A single number is needed: how many lines of the data hold the word "approach".

[Start of Attachment]

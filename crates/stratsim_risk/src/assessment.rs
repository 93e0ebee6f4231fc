//! Comprehensive risk assessment combining simulation, scenarios,
//! sensitivity and historical metrics.

use std::collections::BTreeMap;

use chrono::{DateTime, Utc};
use stratsim_core::AnalysisError;
use tracing::info;

use crate::distribution::RiskVariable;
use crate::metrics::{calculate_risk_metrics, RiskMetric};
use crate::monte_carlo::{run_simulation, MonteCarloConfig, MonteCarloResult};
use crate::scenarios::{
    calculate_sensitivity, perform_scenario_analysis, ScenarioAnalysis, ScenarioDefinition,
    ScenarioType, TornadoSensitivity,
};

/// Confidence level reported on assessments and used for historical metrics.
pub const ASSESSMENT_CONFIDENCE: f64 = 0.95;

/// Points per variable in the assessment's sensitivity sweep.
const SENSITIVITY_POINTS: usize = 10;

/// Probability of loss above which a risk-reduction recommendation is added.
const HIGH_LOSS_PROBABILITY: f64 = 0.2;

/// Overall score above which a conservative approach is recommended.
const HIGH_RISK_SCORE: f64 = 0.7;

const BASE_RECOMMENDATIONS: [&str; 5] = [
    "Monitor key risk variables closely",
    "Develop contingency plans for worst-case scenarios",
    "Consider risk mitigation strategies",
    "Implement early warning systems",
    "Regular risk assessment updates",
];

/// Inputs to [`assess_risk`].
#[derive(Debug, Clone, PartialEq)]
pub struct RiskAssessmentRequest {
    /// Decision being assessed.
    pub decision_context: String,
    /// Uncertain inputs for the Monte Carlo simulation.
    pub risk_variables: Vec<RiskVariable>,
    /// Base-case values of the objective's inputs.
    pub base_case_inputs: BTreeMap<String, f64>,
    /// What-if scenarios.
    pub scenario_definitions: Vec<ScenarioDefinition>,
    /// Historical observations; metrics are skipped when absent or empty.
    pub historical_data: Option<Vec<f64>>,
    /// Simulation settings.
    pub monte_carlo: MonteCarloConfig,
}

/// Result of [`assess_risk`].
#[derive(Debug, Clone, PartialEq)]
#[cfg_attr(feature = "serde", derive(serde::Serialize, serde::Deserialize))]
pub struct RiskAssessment {
    /// `risk_assessment_YYYYmmdd_HHMMSS` (UTC).
    pub assessment_id: String,
    /// Decision being assessed.
    pub decision_context: String,
    /// Variables that were simulated.
    pub risk_variables: Vec<RiskVariable>,
    /// Simulation summaries.
    pub monte_carlo_results: Vec<MonteCarloResult>,
    /// Evaluated scenarios.
    pub scenario_analyses: Vec<ScenarioAnalysis>,
    /// Sensitivity of the objective to each simulated input.
    pub sensitivity_analysis: TornadoSensitivity,
    /// Historical risk metrics.
    pub risk_metrics: Vec<RiskMetric>,
    /// Aggregate score in `[0, 1]`; higher is riskier.
    pub overall_risk_score: f64,
    /// Confidence level of the analysis.
    pub confidence_level: f64,
    /// Risk-management recommendations.
    pub recommendations: Vec<String>,
    /// When the assessment was produced.
    pub assessment_date: DateTime<Utc>,
}

/// Runs a comprehensive risk assessment.
///
/// 1. Monte Carlo simulation of `objective` over the risk variables.
/// 2. Scenario analysis with outcome `{"outcome": objective(assumptions)}`.
/// 3. Sensitivity sweep for each risk variable present in the base case,
///    over its distribution bounds or `[0.5·base, 1.5·base]`.
/// 4. Historical metrics, when data is supplied.
///
/// The overall score is the mean of the probability of a negative outcome,
/// `|VaR95| / |mean|` (0 for a zero mean) and the share of worst-case
/// scenarios, capped to `[0, 1]`.
///
/// # Errors
///
/// Propagates errors from each stage.
pub fn assess_risk<F>(
    request: &RiskAssessmentRequest,
    objective: F,
) -> Result<RiskAssessment, AnalysisError>
where
    F: Fn(&BTreeMap<String, f64>) -> f64 + Sync,
{
    let monte_carlo = run_simulation(&request.risk_variables, &objective, &request.monte_carlo)?;

    let scenario_analyses = perform_scenario_analysis(
        &request.base_case_inputs,
        &request.scenario_definitions,
        |assumptions| BTreeMap::from([("outcome".to_string(), objective(assumptions))]),
    )?;

    let ranges: BTreeMap<String, (f64, f64)> = request
        .risk_variables
        .iter()
        .filter_map(|var| {
            let base = *request.base_case_inputs.get(&var.name)?;
            let range = var
                .distribution
                .bounds()
                .unwrap_or((base * 0.5, base * 1.5));
            Some((var.name.clone(), range))
        })
        .collect();
    let sensitivity_analysis = calculate_sensitivity(
        &request.base_case_inputs,
        &ranges,
        &objective,
        SENSITIVITY_POINTS,
    )?;

    let risk_metrics = match request.historical_data.as_deref() {
        Some(data) if !data.is_empty() => calculate_risk_metrics(data, ASSESSMENT_CONFIDENCE)?,
        _ => Vec::new(),
    };

    let overall_risk_score = overall_risk_score(&monte_carlo, &scenario_analyses);
    let recommendations = recommendations(&monte_carlo, overall_risk_score);

    let assessment_date = Utc::now();
    let assessment_id = format!(
        "risk_assessment_{}",
        assessment_date.format("%Y%m%d_%H%M%S")
    );
    info!(
        %assessment_id,
        overall_risk_score,
        scenarios = scenario_analyses.len(),
        "Risk assessment complete"
    );

    Ok(RiskAssessment {
        assessment_id,
        decision_context: request.decision_context.clone(),
        risk_variables: request.risk_variables.clone(),
        monte_carlo_results: vec![monte_carlo],
        scenario_analyses,
        sensitivity_analysis,
        risk_metrics,
        overall_risk_score,
        confidence_level: ASSESSMENT_CONFIDENCE,
        recommendations,
        assessment_date,
    })
}

fn overall_risk_score(monte_carlo: &MonteCarloResult, scenarios: &[ScenarioAnalysis]) -> f64 {
    let tail_ratio = if monte_carlo.mean != 0.0 {
        monte_carlo.var_95.abs() / monte_carlo.mean.abs()
    } else {
        0.0
    };
    let worst_share = if scenarios.is_empty() {
        0.0
    } else {
        let worst = scenarios
            .iter()
            .filter(|s| s.scenario_type == ScenarioType::WorstCase)
            .count();
        worst as f64 / scenarios.len() as f64
    };
    let factors = [monte_carlo.probability_negative, tail_ratio, worst_share];
    (factors.iter().sum::<f64>() / factors.len() as f64).clamp(0.0, 1.0)
}

fn recommendations(monte_carlo: &MonteCarloResult, score: f64) -> Vec<String> {
    let mut out: Vec<String> = BASE_RECOMMENDATIONS.iter().map(|s| s.to_string()).collect();
    if monte_carlo.probability_negative > HIGH_LOSS_PROBABILITY {
        out.push(
            "High probability of negative outcomes - consider risk reduction measures".to_string(),
        );
    }
    if score > HIGH_RISK_SCORE {
        out.push("High overall risk score - recommend conservative approach".to_string());
    }
    out
}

[End of Attachment]

● Response:
2